Stored data entries:
_ _ _ _
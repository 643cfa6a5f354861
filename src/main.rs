//! cadence: calls out random strike combinations until a key is pressed.

use std::io;
use std::process::ExitCode;

use clap::Parser;
use tracing::info;
use tracing_subscriber::EnvFilter;

use combo_cadence::cli::{report_failure, Args};
use combo_cadence::playback::{ClipLibrary, Playback, SilentPlayback, Speaker, SpeakerPlayback};
use combo_cadence::{
    default_catalog, load_catalog, run_session, spawn_key_listener, Result, SequenceGenerator,
};

fn main() -> ExitCode {
    let args = Args::parse();

    let filter = EnvFilter::try_from_default_env().unwrap_or_else(|_| EnvFilter::new(args.log_filter()));
    tracing_subscriber::fmt()
        .with_env_filter(filter)
        .with_writer(io::stderr)
        .init();

    match run(&args) {
        Ok(rounds) => {
            info!(rounds, "session finished");
            ExitCode::SUCCESS
        }
        Err(e) => {
            let _ = report_failure(&mut io::stderr(), &e);
            ExitCode::FAILURE
        }
    }
}

fn run(args: &Args) -> Result<u64> {
    let catalog = match &args.catalog {
        Some(path) => load_catalog(path)?,
        None => default_catalog(),
    };

    let config = args.config();
    info!(?config, "starting");
    let mut generator = SequenceGenerator::new(&catalog, &config)?;

    let mut playback: Box<dyn Playback> = if args.mute {
        Box::new(SilentPlayback)
    } else {
        let mut library = ClipLibrary::new(&args.sounds);
        library.preload(generator.working_set().iter().map(|m| m.name.as_str()))?;
        info!(clips = library.cached(), "clips decoded");
        Box::new(SpeakerPlayback::new(library, Speaker::open_default()?))
    };

    let stop = spawn_key_listener(io::stdin())?;
    let mut stdout = io::stdout().lock();
    run_session(&mut generator, &mut playback, &stop, &mut stdout, &args.session_options())
}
_ _ _ _
Filter the records above, keeping each line that contains the word "rounds".

        Ok(rounds) => {
            info!(rounds, "session finished");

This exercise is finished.